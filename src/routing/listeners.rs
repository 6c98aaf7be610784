//! One TCP listener per allocated proxy IP.
//!
//! Both front-ends bind the same way: every proxy IP in the routing table
//! gets its own listener on the front-end's port, so the destination is
//! recoverable from the accepted socket's local address. The set follows
//! the routing table as operators bind and release IPs, and an IP hit by
//! an invariant violation stays suspended until it is re-bound.

use std::collections::{HashMap, HashSet};
use std::net::{IpAddr, SocketAddr};
use std::sync::Arc;
use std::time::Duration;

use tokio::net::{TcpListener, TcpStream};
use tokio::sync::{Mutex, mpsc};
use tokio::task::JoinHandle;
use tokio_util::sync::CancellationToken;

use super::RoutingTable;

/// Called once per accepted connection with `(stream, peer, local)`.
/// Implementations spawn their own per-connection task.
pub type ConnHandler = Arc<dyn Fn(TcpStream, SocketAddr, SocketAddr) + Send + Sync>;

/// Requests a proxy IP's listener be stopped until re-bind. Handed to
/// connection handlers so an observed invariant violation can take the
/// IP out of service.
pub type SuspendHandle = mpsc::UnboundedSender<IpAddr>;

/// How often the set reconciles against the routing table. Matches the
/// table's own cache TTL so CLI-driven binds surface within seconds.
const SYNC_INTERVAL: Duration = Duration::from_secs(2);

/// A self-reconciling set of per-proxy-IP listeners.
pub struct ListenerSet {
    label: &'static str,
    port: u16,
    routing: Arc<RoutingTable>,
    handler: ConnHandler,
    active: Mutex<HashMap<IpAddr, JoinHandle<()>>>,
    suspended: Mutex<HashSet<IpAddr>>,
    suspend_rx: Mutex<mpsc::UnboundedReceiver<IpAddr>>,
}

impl std::fmt::Debug for ListenerSet {
    fn fmt(&self, f: &mut std::fmt::Formatter<'_>) -> std::fmt::Result {
        f.debug_struct("ListenerSet")
            .field("label", &self.label)
            .field("port", &self.port)
            .finish_non_exhaustive()
    }
}

impl ListenerSet {
    /// Create a listener set for one front-end. `suspend_rx` carries
    /// invariant-violation suspensions from connection handlers.
    #[must_use]
    pub fn new(
        label: &'static str,
        port: u16,
        routing: Arc<RoutingTable>,
        handler: ConnHandler,
        suspend_rx: mpsc::UnboundedReceiver<IpAddr>,
    ) -> Self {
        Self {
            label,
            port,
            routing,
            handler,
            active: Mutex::new(HashMap::new()),
            suspended: Mutex::new(HashSet::new()),
            suspend_rx: Mutex::new(suspend_rx),
        }
    }

    /// Follow the routing table until cancelled, then tear every
    /// listener down.
    pub async fn run(self: Arc<Self>, cancel: CancellationToken) {
        let mut suspend_rx = self.suspend_rx.lock().await;
        loop {
            if let Err(err) = self.sync().await {
                tracing::warn!(frontend = self.label, error = %err, "listener sync failed");
            }

            tokio::select! {
                () = cancel.cancelled() => break,
                () = tokio::time::sleep(SYNC_INTERVAL) => {}
                suspended = suspend_rx.recv() => {
                    if let Some(ip) = suspended {
                        self.suspend(ip).await;
                    }
                }
            }
        }

        let mut active = self.active.lock().await;
        for (ip, task) in active.drain() {
            task.abort();
            tracing::info!(frontend = self.label, proxy_ip = %ip, "listener stopped");
        }
    }

    /// Stop serving one proxy IP until it is released and re-bound.
    /// Used when an invariant violation implicates the IP.
    pub async fn suspend(&self, proxy_ip: IpAddr) {
        self.suspended.lock().await.insert(proxy_ip);
        if let Some(task) = self.active.lock().await.remove(&proxy_ip) {
            task.abort();
        }
        tracing::error!(
            frontend = self.label,
            proxy_ip = %proxy_ip,
            "listener suspended until re-bind"
        );
    }

    async fn sync(&self) -> Result<(), crate::core::errors::GatewayError> {
        let bound: HashSet<IpAddr> = self.routing.proxy_ips().await?.into_iter().collect();

        // A released IP loses its suspension; a fresh bind starts clean.
        self.suspended.lock().await.retain(|ip| bound.contains(ip));

        let suspended = self.suspended.lock().await.clone();
        let mut active = self.active.lock().await;

        active.retain(|ip, task| {
            let keep = bound.contains(ip) && !suspended.contains(ip);
            if !keep {
                task.abort();
                tracing::info!(frontend = self.label, proxy_ip = %ip, "listener removed");
            }
            keep
        });

        for ip in bound {
            if suspended.contains(&ip) || active.contains_key(&ip) {
                continue;
            }
            match TcpListener::bind((ip, self.port)).await {
                Ok(listener) => {
                    tracing::info!(
                        frontend = self.label,
                        proxy_ip = %ip,
                        port = self.port,
                        "listener bound"
                    );
                    let handler = Arc::clone(&self.handler);
                    let label = self.label;
                    active.insert(ip, tokio::spawn(accept_loop(listener, handler, label)));
                }
                Err(err) => {
                    tracing::warn!(
                        frontend = self.label,
                        proxy_ip = %ip,
                        port = self.port,
                        error = %err,
                        "failed to bind listener"
                    );
                }
            }
        }

        Ok(())
    }
}

async fn accept_loop(listener: TcpListener, handler: ConnHandler, label: &'static str) {
    loop {
        match listener.accept().await {
            Ok((stream, peer)) => {
                let Ok(local) = stream.local_addr() else {
                    tracing::debug!(frontend = label, %peer, "no local address on accept");
                    continue;
                };
                handler(stream, peer, local);
            }
            Err(err) => {
                // Backlog exhaustion or fd pressure: keep serving others.
                tracing::warn!(frontend = label, error = %err, "accept failed");
                tokio::time::sleep(Duration::from_millis(100)).await;
            }
        }
    }
}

=-=-=

• What you will do: Begin at the line above that has "() = cancel.cancelled()" and stop after the line that has "async fn sync(&self)", copying each line exactly and adding nothing else.

• Response to this exercise:
                () = cancel.cancelled() => break,
                () = tokio::time::sleep(SYNC_INTERVAL) => {}
                suspended = suspend_rx.recv() => {
                    if let Some(ip) = suspended {
                        self.suspend(ip).await;
                    }
                }
            }
        }

        let mut active = self.active.lock().await;
        for (ip, task) in active.drain() {
            task.abort();
            tracing::info!(frontend = self.label, proxy_ip = %ip, "listener stopped");
        }
    }

    /// Stop serving one proxy IP until it is released and re-bound.
    /// Used when an invariant violation implicates the IP.
    pub async fn suspend(&self, proxy_ip: IpAddr) {
        self.suspended.lock().await.insert(proxy_ip);
        if let Some(task) = self.active.lock().await.remove(&proxy_ip) {
            task.abort();
        }
        tracing::error!(
            frontend = self.label,
            proxy_ip = %proxy_ip,
            "listener suspended until re-bind"
        );
    }

    async fn sync(&self) -> Result<(), crate::core::errors::GatewayError> {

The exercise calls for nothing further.